U.S. solar companies that have exploded with growth at the cost of profitability altogether have received a loud message from Wall Street-  “It’s the profitability, stupid.”


Over the last few months, some of the most prominent U.S. solar companies have experienced a meltdown in their stock prices.


In response, solar major SunEdison reset investor expectations by announcing substantial reductions in growth projections and articulated a strategic shift away from their YieldCo, TerraForm. While this costly investor sentiment appears to be a step back for the industry, strategic reforms that address operational efficiency could produce long-term benefits with massive dividends. Fighting for a structural cost advantage would be a giant leap forward that moves the industry toward sustained profitability.


The pressure a YieldCo places on its parent company to rapidly grow pipeline can strain operations and the ability to scale in an efficient manner. The requirement of growing a massive pipeline and creating trust and transparency around the underlying value of the assets being fed into a YieldCo can pull corporate resources in opposing directions. Read More here


Does this mean that YieldCos should be abandoned?


Looking at the big picture, public markets are still a relatively untapped opportunity for financing the massive investment into advanced energy technologies that will occur in order to meet growing energy demand over the next 20 years. Seeking low-cost capital will be necessary over the long run. The issue is not with the underlying strategy that the YieldCo serves, it’s about creating execution strategies that can support the pressures associated with growth and transparency at the same time.




The problem is not really with growth either. The hard costs associated with advanced energy technologies have been, and continue to be, dropping rapidly; opening new markets everyday. The fundamentals of these technologies are extremely strong in many markets. The real issue is that a growth-focused sector has expanded at the expense of efficiency; as a consequence, companies are not improving profitability, which is clearly no longer acceptable to the capital markets.

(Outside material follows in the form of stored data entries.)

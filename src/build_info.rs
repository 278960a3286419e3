//! Compile-time build information, shown by `jukebox --version`.

include!(concat!(env!("OUT_DIR"), "/build_info.rs"));
//! Source of uniformly random catalog positions.

use rand::Rng;

/// Produces catalog indices for the simulator.
///
/// Any `rand::Rng` is a draw source. Tests can supply fixed index
/// sequences instead.
pub trait DrawSource {
    /// Return an index in `0..len`. `len` is never zero.
    fn draw_index(&mut self, len: usize) -> usize;
}

impl<R: Rng + ?Sized> DrawSource for R {
    fn draw_index(&mut self, len: usize) -> usize {
        self.gen_range(0..len)
    }
}

#[cfg(test)]
mod tests {
    use super::*;
    use rand::SeedableRng;
    use rand_chacha::ChaCha8Rng;

    #[test]
    fn test_rng_draws_stay_in_range() {
        let mut rng = ChaCha8Rng::seed_from_u64(12345);
        for len in 1..50 {
            for _ in 0..100 {
                assert!(rng.draw_index(len) < len);
            }
        }
    }

    #[test]
    fn test_single_slot_always_zero() {
        let mut rng = ChaCha8Rng::seed_from_u64(7);
        assert!((0..100).all(|_| rng.draw_index(1) == 0));
    }

    #[test]
    fn test_same_seed_same_sequence() {
        let mut a = ChaCha8Rng::seed_from_u64(42);
        let mut b = ChaCha8Rng::seed_from_u64(42);
        let seq_a: Vec<usize> = (0..32).map(|_| a.draw_index(1000)).collect();
        let seq_b: Vec<usize> = (0..32).map(|_| b.draw_index(1000)).collect();
        assert_eq!(seq_a, seq_b);
    }
}
//! Build script to embed commit hash and build date at compile time.

use std::env;
use std::fs;
use std::path::Path;
use std::process::Command;

fn main() {
    // Get commit from env var (CI) or git command (local dev)
    let commit = env::var("BUILD_COMMIT").unwrap_or_else(|_| {
        Command::new("git")
            .args(["rev-parse", "--short=7", "HEAD"])
            .output()
            .ok()
            .filter(|o| o.status.success())
            .and_then(|o| String::from_utf8(o.stdout).ok())
            .map(|s| s.trim().to_string())
            .filter(|s| !s.is_empty())
            .unwrap_or_else(|| "unknown".to_string())
    });

    let date = env::var("BUILD_DATE")
        .unwrap_or_else(|_| chrono::Utc::now().format("%Y-%m-%d").to_string());

    let version = env::var("CARGO_PKG_VERSION").unwrap_or_else(|_| "0.0.0".to_string());

    let out_dir = env::var("OUT_DIR").unwrap();
    let dest_path = Path::new(&out_dir).join("build_info.rs");

    fs::write(
        &dest_path,
        format!(
            r#"pub const BUILD_COMMIT: &str = "{commit}";
pub const BUILD_DATE: &str = "{date}";
pub const LONG_VERSION: &str = "{version} ({commit} {date})";"#
        ),
    )
    .unwrap();

    println!("cargo:rerun-if-changed=.git/HEAD");
    println!("cargo:rerun-if-env-changed=BUILD_COMMIT");
    println!("cargo:rerun-if-env-changed=BUILD_DATE");
}
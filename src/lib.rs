//! Jukebox - birthday-paradox simulation over a song catalog.
//!
//! This module exposes the catalog and simulator for testing and external use.

pub mod build_info;
pub mod catalog;
pub mod errors;
pub mod simulator;

pub use catalog::{Catalog, Song};
pub use errors::{JukeboxError, Result};
pub use simulator::{run_simulation, SimConfig, SimReport};
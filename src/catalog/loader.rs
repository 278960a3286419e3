//! Parsing of `<SEP>`-delimited catalog records.
//!
//! Each line is one record. Fields 2 and 3 (0-indexed) hold the artist and
//! the title; the remaining fields are track and release identifiers that
//! the simulator never looks at.

use super::types::Song;
use crate::errors::{JukeboxError, Result};
use log::debug;
use std::io::BufRead;
use std::path::Path;

/// Field separator used by the catalog source.
pub const FIELD_SEPARATOR: &str = "<SEP>";

const ARTIST_FIELD: usize = 2;
const TITLE_FIELD: usize = 3;

/// Parse a single record. Blank lines yield `None`.
///
/// `line_no` is 1-based and only used for error reporting.
pub fn parse_record(line: &str, line_no: usize) -> Result<Option<Song>> {
    if line.trim().is_empty() {
        return Ok(None);
    }

    let fields: Vec<&str> = line.split(FIELD_SEPARATOR).collect();
    if fields.len() <= TITLE_FIELD {
        return Err(JukeboxError::MalformedRecord {
            line: line_no,
            fields: fields.len(),
        });
    }

    Ok(Some(Song::new(fields[ARTIST_FIELD], fields[TITLE_FIELD])))
}

/// Read every record from `reader`, in source order, duplicates included.
///
/// `origin` names the source in I/O errors.
pub fn read_songs<R: BufRead>(reader: R, origin: &Path) -> Result<Vec<Song>> {
    let mut songs = Vec::new();

    for (idx, line) in reader.lines().enumerate() {
        let line = line.map_err(|source| JukeboxError::Io {
            path: origin.to_path_buf(),
            source,
        })?;

        match parse_record(&line, idx + 1)? {
            Some(song) => songs.push(song),
            None => debug!("Skipping blank line {} in {}", idx + 1, origin.display()),
        }
    }

    if songs.is_empty() {
        return Err(JukeboxError::EmptySource);
    }

    Ok(songs)
}
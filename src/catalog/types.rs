use serde::{Deserialize, Serialize};
use std::fmt;

/// A single catalog entry.
///
/// Equality and hashing cover both fields. Ordering is by artist, then by
/// title, using plain byte-wise string comparison.
#[derive(Debug, Clone, PartialEq, Eq, Hash, PartialOrd, Ord, Serialize, Deserialize)]
pub struct Song {
    // Field order drives the derived `Ord`.
    artist: String,
    title: String,
}

impl Song {
    pub fn new(artist: impl Into<String>, title: impl Into<String>) -> Self {
        Self {
            artist: artist.into(),
            title: title.into(),
        }
    }

    pub fn artist(&self) -> &str {
        &self.artist
    }

    pub fn title(&self) -> &str {
        &self.title
    }
}

impl fmt::Display for Song {
    fn fmt(&self, f: &mut fmt::Formatter<'_>) -> fmt::Result {
        write!(f, "Artist: {}, Title: {}", self.artist, self.title)
    }
}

Growth, therefore, needs to be increasingly obtained through an internal focus on business processes that yield structural cost advantages over competitors, as opposed to seeking a cost advantage solely through innovative financing vehicles like YieldCos. Companies that can obtain a competitive advantage by running a tighter business with excellence in operational efficiency will be able to penetrate new markets and access low-cost capital at the same time.